IBMは3月17日に、無料のクラウドプラットフォームであるIBM Quantum Open Planを更新し、研究者の運用時間制限を引き上げ、Heron R2の高度なプロセッサへのアクセスを解放しました。これにより、より多くの研究者が複雑な量子計算実験を実行できるようになります。この進展は、ビットコインの開発者がポスト量子暗号の推進を加速している時期に重なり、IBMは2026年末までに「量子優位性」の実現を目指しています。
IBMの量子オープンプランは通常、28日ごとにユーザーに10分間の量子コンピュータ利用時間を提供しています。今回の更新では特別キャンペーンを実施:過去12ヶ月間に20分の計算時間を使用した研究者は、今後12ヶ月間に180分の運用時間を獲得できます。
今回、Heron R2プロセッサ(コードネーム:ibm_kingston)へのアクセスも同時に解放され、より高度な量子研究タスク、例えばハイブリッド最適化アルゴリズム、誤差緩和実験、コンセプト検証などを行えるようになりました。IBMはまた、研究者が研究計画を立て、応用例を特定し、研究資金を獲得できるよう支援する新しいコースも提供予定です。
IBMは次のように述べています。「量子計算へのオープンアクセスは、小規模な回路を実行する初心者だけに向けられるべきではありません。私たちは、真剣に研究に取り組む研究者もIBM Quantum Open Planから本当の研究価値を得られるようにしたいのです。」
この更新は、IBMのより広範な量子ロードマップの一部です。2025年10月、IBMの研究者は120量子ビットを絡めてGHz帯の「猫の状態」を作り出し、大規模な量子エンタングルメントの実現可能性を示しました。同年11月には、120量子ビットのNighthawkプロセッサを発表し、2026年末までに検証済みの量子優位性の達成を目標としています。IBMの最終目標は、今後10年以内にフォールトトレラント(誤り訂正可能な)量子コンピュータを構築することです。これらのシステムは、量子ノイズによる誤りを自動的に修正し、従来のシステムでは不可能な複雑なアルゴリズムの実行を可能にします。
IBMの量子研究の加速により、ビットコインの開発者もポスト量子防御策の展開を急いでいます。ビットコイン改善提案(BIP)360はGitHubのコードリポジトリに統合されており、その主要な設計は次の通りです。
「P2MR(ペイメント・トゥ・メルクル・ルート)」新出力タイプの導入:ポスト量子署名方式の基盤を築き、将来的にビットコインネットワークにポスト量子暗号アルゴリズムを統合できるようにする。
「鍵パス支出」機能の無効化:ビットコインが支出される際に公開鍵が露出するのを防ぎ、量子コンピュータによる公開鍵から秘密鍵を逆算する理論的リスクを排除。
BIP 360の共同著者で暗号学者のEthan Heilmanは、「我々は、十分な準備を行うことの重要性を信じる人々を団結させようと努力しています。すべての問題を真剣に考え、ソフトウェアの準備も整えています。量子の脅威が本格化したときに、私たちはこの議論に勝ち、実装の準備も整えているのです」と述べています。
しかし、業界内では量子脅威の緊急性について意見が分かっています。Ark Investとビットコイン金融サービス企業Unchainedが共同で発表した報告書は、量子計算がビットコインに長期的なリスクをもたらすものの、即時の脅威ではないと指摘しています。現在の量子コンピュータの計算能力は、ビットコインの暗号技術を解読するには遠く及ばず、BIP 360も正式な審査と広範なコミュニティの合意を経てネットワーク上で実装される必要があります。

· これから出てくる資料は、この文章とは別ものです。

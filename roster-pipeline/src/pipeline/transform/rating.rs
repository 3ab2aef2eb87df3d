use std::collections::HashMap;

use linfa::prelude::*;
use linfa::Dataset;
use linfa_trees::{DecisionTree, SplitQuality};
use ndarray::Array1;
use tracing::{debug, info};

use roster_core::common::error::{PipelineError, Result};
use roster_core::domain::{EmployeeRecord, PerformanceRating};

use super::features::FeatureSpace;
use super::ImputeOutcome;

/// Fills missing `performance_rating` with a decision-tree classifier.
///
/// Features are experience, salary, join date, and the department/country
/// label indices; targets are the closed rating label set. When the
/// training rows carry only a single class there is nothing to learn and
/// the majority class is filled in directly. Decoded predictions always
/// come from the `PerformanceRating` encoding, so an out-of-vocabulary
/// label cannot be produced.
#[derive(Debug)]
pub struct RatingImputer {
    min_training_rows: usize,
}

impl RatingImputer {
    pub fn new(min_training_rows: usize) -> Self {
        Self { min_training_rows }
    }

    pub fn apply(&self, mut records: Vec<EmployeeRecord>) -> Result<ImputeOutcome> {
        let missing: Vec<usize> = records
            .iter()
            .enumerate()
            .filter(|(_, r)| r.performance_rating.is_none())
            .map(|(i, _)| i)
            .collect();
        if missing.is_empty() {
            return Ok(ImputeOutcome {
                records,
                imputed: 0,
            });
        }

        let labeled: Vec<usize> = records
            .iter()
            .enumerate()
            .filter(|(_, r)| r.performance_rating.is_some())
            .map(|(i, _)| i)
            .collect();
        if labeled.len() < self.min_training_rows {
            return Err(PipelineError::InsufficientData {
                stage: "rating imputer",
                available: labeled.len(),
                required: self.min_training_rows,
            });
        }

        let mut class_counts: HashMap<usize, usize> = HashMap::new();
        for &index in &labeled {
            if let Some(rating) = records[index].performance_rating {
                *class_counts.entry(rating.index()).or_insert(0) += 1;
            }
        }

        let imputed = missing.len();
        if class_counts.len() <= 1 {
            // A single observed class; fitting a tree would just memorize it.
            let majority = majority_class(&class_counts)?;
            debug!(class = %majority, "single rating class in training data, filling directly");
            for &index in &missing {
                records[index].performance_rating = Some(majority);
            }
        } else {
            let space = FeatureSpace::fit(&records);

            let train_rows: Vec<&EmployeeRecord> = labeled.iter().map(|&i| &records[i]).collect();
            let x_train = space.matrix(&train_rows)?;
            let y_train = Array1::from_iter(labeled.iter().filter_map(|&i| {
                records[i].performance_rating.map(|rating| rating.index())
            }));

            let model = DecisionTree::params()
                .split_quality(SplitQuality::Gini)
                .max_depth(Some(16))
                .fit(&Dataset::new(x_train, y_train))
                .map_err(|e| PipelineError::Model {
                    message: format!("rating classifier failed: {e}"),
                })?;

            let missing_rows: Vec<&EmployeeRecord> = missing.iter().map(|&i| &records[i]).collect();
            let x_missing = space.matrix(&missing_rows)?;
            let predictions = model.predict(&x_missing);
            for (&index, &class) in missing.iter().zip(predictions.iter()) {
                let rating =
                    PerformanceRating::from_index(class).ok_or_else(|| PipelineError::Model {
                        message: format!("classifier produced unknown class index {class}"),
                    })?;
                records[index].performance_rating = Some(rating);
            }
        }

        info!(imputed, trained_on = labeled.len(), "rating imputation complete");
        Ok(ImputeOutcome { records, imputed })
    }
}

fn majority_class(class_counts: &HashMap<usize, usize>) -> Result<PerformanceRating> {
    class_counts
        .iter()
        .max_by_key(|(_, count)| **count)
        .and_then(|(&class, _)| PerformanceRating::from_index(class))
        .ok_or_else(|| PipelineError::Model {
            message: "no rating classes in training data".to_string(),
        })
}

#[cfg(test)]
mod tests {
    use super::*;
    use chrono::NaiveDate;

    fn record(
        id: u32,
        years_experience: f64,
        salary: f64,
        rating: Option<PerformanceRating>,
    ) -> EmployeeRecord {
        EmployeeRecord {
            employee_id: id.to_string(),
            name: "Test Person".to_string(),
            department: if years_experience > 6.0 { "Engineering" } else { "Sales" }.to_string(),
            country: "Usa".to_string(),
            date_of_joining: NaiveDate::from_ymd_opt(2018, 6, 1),
            years_experience: Some(years_experience),
            salary: Some(salary),
            performance_rating: rating,
        }
    }

    /// Low experience/salary rows are Low performers, high ones are Top.
    fn training_set() -> Vec<EmployeeRecord> {
        let mut records = Vec::new();
        for i in 0..6 {
            records.push(record(i, 1.0 + i as f64 * 0.1, 40_000.0, Some(PerformanceRating::Low)));
        }
        for i in 6..12 {
            records.push(record(i, 10.0 + i as f64 * 0.1, 120_000.0, Some(PerformanceRating::Top)));
        }
        records
    }

    #[test]
    fn fills_every_missing_rating_within_the_label_set() {
        let mut records = training_set();
        records.push(record(100, 1.2, 41_000.0, None));
        records.push(record(101, 11.0, 125_000.0, None));

        let outcome = RatingImputer::new(10).apply(records).unwrap();
        assert_eq!(outcome.imputed, 2);
        for record in &outcome.records {
            let rating = record.performance_rating.expect("rating filled");
            assert!(PerformanceRating::ALL.contains(&rating));
        }
    }

    #[test]
    fn predictions_follow_the_training_signal() {
        let mut records = training_set();
        records.push(record(100, 1.2, 41_000.0, None));
        records.push(record(101, 11.0, 125_000.0, None));

        let outcome = RatingImputer::new(10).apply(records).unwrap();
        let low = &outcome.records[outcome.records.len() - 2];
        let top = &outcome.records[outcome.records.len() - 1];
        assert_eq!(low.performance_rating, Some(PerformanceRating::Low));
        assert_eq!(top.performance_rating, Some(PerformanceRating::Top));
    }

    #[test]
    fn too_few_labeled_rows_is_insufficient_data() {
        let records = vec![
            record(1, 2.0, 50_000.0, Some(PerformanceRating::Average)),
            record(2, 3.0, 55_000.0, None),
        ];
        let err = RatingImputer::new(10).apply(records).unwrap_err();
        assert!(matches!(
            err,
            PipelineError::InsufficientData {
                stage: "rating imputer",
                available: 1,
                required: 10,
            }
        ));
    }

    #[test]
    fn complete_input_short_circuits_the_threshold() {
        let records = vec![record(1, 2.0, 50_000.0, Some(PerformanceRating::Average))];
        let outcome = RatingImputer::new(10).apply(records).unwrap();
        assert_eq!(outcome.imputed, 0);
    }

    #[test]
    fn single_class_training_data_fills_that_class() {
        let mut records: Vec<_> = (0..10)
            .map(|i| record(i, 5.0, 60_000.0, Some(PerformanceRating::Average)))
            .collect();
        records.push(record(100, 5.0, 60_000.0, None));

        let outcome = RatingImputer::new(10).apply(records).unwrap();
        assert_eq!(
            outcome.records.last().unwrap().performance_rating,
            Some(PerformanceRating::Average)
        );
    }
}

IBMはQuantum Open Planを更新し、特定条件下での運用時間を28日ごと10分から180分に大幅に引き上げ、Heron R2の高度なプロセッサへのアクセスも解放しました。これにより、研究者はより複雑な量子実験を行えるようになり、ポスト量子暗号や誤差緩和などの研究分野の進展が加速します。
BIP 360は、ビットコインに新しい出力構造を導入し、量子コンピュータによる鍵パス支出のリスクを排除するための措置を講じています。ただし、正式な改良提案の審査とコミュニティの合意を経ていないため、現時点ではビットコインのメインネットには実装されていません。
Ark InvestとUnchainedの共同報告によると、現時点の量子コンピュータの計算能力は、ビットコインの暗号を解読するには十分ではありません。IBMのフォールトトレラント量子コンピュータのロードマップの完了予定は本年末(約2029〜2030年)であり、量子脅威は長期的なリスクと評価されています。